## The problem
Scan the records beneath this line for the line holding "path: &str, target: &PublishTarget)" and the line holding "let branch = self.default_branch(repo, token).await?;", then transcribe exactly those two and all lines between.

## Data under study
++++
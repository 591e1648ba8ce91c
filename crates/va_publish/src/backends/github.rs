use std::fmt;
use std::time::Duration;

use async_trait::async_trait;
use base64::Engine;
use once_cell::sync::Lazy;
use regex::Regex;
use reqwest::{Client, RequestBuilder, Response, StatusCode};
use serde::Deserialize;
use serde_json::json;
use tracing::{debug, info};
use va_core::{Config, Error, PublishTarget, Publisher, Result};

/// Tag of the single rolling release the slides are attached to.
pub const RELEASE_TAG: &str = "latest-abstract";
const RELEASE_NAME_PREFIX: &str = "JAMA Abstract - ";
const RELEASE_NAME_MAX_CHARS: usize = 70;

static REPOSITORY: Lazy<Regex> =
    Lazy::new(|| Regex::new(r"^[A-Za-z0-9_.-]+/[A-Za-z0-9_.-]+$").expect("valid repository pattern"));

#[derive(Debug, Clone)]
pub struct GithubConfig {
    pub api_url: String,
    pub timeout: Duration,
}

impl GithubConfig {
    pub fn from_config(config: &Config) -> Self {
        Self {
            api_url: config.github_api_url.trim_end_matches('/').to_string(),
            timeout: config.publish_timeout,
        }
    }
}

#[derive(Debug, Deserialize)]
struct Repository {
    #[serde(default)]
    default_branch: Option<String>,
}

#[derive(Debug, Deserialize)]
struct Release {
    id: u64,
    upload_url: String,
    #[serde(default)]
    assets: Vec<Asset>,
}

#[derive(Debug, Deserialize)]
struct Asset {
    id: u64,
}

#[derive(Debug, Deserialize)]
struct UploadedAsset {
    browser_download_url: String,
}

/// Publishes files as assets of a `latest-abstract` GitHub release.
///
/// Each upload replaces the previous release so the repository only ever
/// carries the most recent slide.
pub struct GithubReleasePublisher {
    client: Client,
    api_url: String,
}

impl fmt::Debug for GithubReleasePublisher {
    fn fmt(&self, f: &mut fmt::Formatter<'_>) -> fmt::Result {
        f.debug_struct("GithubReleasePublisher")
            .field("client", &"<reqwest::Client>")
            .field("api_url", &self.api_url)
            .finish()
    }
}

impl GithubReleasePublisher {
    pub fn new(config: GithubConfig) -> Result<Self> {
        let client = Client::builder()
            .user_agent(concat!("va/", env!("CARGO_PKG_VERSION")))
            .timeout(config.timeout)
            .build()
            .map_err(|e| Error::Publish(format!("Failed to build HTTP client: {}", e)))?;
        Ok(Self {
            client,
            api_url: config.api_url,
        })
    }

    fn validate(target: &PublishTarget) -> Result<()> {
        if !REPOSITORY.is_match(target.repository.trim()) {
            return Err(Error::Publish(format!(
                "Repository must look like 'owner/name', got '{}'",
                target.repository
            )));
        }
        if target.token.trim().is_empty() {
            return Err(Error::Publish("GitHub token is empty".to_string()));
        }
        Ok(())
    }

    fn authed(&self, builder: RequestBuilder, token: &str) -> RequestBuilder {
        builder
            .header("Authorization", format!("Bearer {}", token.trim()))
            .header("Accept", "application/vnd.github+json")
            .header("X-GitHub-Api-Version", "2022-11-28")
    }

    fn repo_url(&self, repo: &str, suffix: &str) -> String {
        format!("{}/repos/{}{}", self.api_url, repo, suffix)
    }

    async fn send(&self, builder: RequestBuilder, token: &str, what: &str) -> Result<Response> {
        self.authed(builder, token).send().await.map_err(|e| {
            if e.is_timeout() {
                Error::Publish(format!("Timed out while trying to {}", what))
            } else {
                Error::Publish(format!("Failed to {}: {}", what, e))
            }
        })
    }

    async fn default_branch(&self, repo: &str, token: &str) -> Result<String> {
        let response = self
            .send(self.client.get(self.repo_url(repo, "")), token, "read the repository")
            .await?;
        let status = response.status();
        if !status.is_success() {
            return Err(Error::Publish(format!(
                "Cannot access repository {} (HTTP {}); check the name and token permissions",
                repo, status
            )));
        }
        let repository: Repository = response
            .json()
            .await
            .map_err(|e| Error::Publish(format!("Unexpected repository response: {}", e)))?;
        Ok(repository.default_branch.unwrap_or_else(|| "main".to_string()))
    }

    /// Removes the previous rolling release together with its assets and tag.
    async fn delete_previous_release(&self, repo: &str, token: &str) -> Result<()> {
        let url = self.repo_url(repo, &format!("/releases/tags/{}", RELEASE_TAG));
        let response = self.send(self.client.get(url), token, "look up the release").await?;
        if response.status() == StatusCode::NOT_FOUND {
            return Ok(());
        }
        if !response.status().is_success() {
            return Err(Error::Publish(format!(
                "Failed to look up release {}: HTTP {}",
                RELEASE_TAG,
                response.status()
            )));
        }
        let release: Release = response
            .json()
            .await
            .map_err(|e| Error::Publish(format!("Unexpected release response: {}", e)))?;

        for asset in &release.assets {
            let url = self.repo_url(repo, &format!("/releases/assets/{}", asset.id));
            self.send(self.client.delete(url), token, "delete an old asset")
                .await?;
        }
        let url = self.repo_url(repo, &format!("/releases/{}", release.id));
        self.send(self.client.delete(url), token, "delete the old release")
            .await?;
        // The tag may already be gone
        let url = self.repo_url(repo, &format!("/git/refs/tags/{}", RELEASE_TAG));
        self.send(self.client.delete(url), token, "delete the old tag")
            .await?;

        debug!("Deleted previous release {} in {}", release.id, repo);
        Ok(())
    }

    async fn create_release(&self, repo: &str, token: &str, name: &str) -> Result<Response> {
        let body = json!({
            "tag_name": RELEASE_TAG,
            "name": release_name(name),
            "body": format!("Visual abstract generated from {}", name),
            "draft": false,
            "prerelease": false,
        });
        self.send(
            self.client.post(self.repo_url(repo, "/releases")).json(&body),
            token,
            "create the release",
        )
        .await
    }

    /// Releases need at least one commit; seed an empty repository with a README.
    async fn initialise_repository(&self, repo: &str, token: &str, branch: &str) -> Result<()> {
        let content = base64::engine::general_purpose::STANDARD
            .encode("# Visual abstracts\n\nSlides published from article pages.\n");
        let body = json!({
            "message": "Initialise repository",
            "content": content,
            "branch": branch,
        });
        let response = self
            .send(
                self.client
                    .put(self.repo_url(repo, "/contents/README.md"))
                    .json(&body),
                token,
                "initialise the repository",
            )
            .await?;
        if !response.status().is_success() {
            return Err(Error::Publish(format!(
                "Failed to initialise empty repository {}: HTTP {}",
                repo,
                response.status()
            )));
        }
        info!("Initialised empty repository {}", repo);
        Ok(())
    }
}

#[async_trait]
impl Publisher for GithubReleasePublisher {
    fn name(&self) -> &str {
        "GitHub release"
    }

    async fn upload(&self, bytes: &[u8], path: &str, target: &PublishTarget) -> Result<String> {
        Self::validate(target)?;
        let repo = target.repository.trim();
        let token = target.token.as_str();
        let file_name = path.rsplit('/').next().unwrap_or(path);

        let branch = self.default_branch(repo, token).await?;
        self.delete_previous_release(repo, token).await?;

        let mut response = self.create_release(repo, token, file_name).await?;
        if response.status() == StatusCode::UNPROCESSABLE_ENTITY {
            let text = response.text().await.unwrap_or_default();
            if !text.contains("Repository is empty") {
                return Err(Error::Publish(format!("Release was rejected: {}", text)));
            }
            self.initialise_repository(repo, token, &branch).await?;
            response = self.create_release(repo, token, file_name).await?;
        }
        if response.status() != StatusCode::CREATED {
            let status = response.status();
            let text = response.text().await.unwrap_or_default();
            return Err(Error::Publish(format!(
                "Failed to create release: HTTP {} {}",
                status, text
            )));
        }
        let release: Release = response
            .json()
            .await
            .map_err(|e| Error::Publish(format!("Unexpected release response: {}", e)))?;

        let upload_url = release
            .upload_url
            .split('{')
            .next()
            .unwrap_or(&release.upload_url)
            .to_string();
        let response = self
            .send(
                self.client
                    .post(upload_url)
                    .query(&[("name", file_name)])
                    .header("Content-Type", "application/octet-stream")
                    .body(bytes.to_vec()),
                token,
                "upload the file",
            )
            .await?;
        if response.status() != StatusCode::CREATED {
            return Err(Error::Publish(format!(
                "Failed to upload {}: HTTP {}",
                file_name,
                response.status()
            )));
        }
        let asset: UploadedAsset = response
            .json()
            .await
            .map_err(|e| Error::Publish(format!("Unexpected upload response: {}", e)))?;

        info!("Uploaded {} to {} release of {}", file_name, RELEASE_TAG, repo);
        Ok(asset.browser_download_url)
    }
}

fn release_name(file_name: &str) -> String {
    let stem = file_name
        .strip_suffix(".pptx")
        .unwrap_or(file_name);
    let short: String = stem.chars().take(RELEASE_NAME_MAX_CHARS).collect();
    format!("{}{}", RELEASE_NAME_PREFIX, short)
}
++++
## Output below
    async fn upload(&self, bytes: &[u8], path: &str, target: &PublishTarget) -> Result<String> {
        Self::validate(target)?;
        let repo = target.repository.trim();
        let token = target.token.as_str();
        let file_name = path.rsplit('/').next().unwrap_or(path);

        let branch = self.default_branch(repo, token).await?;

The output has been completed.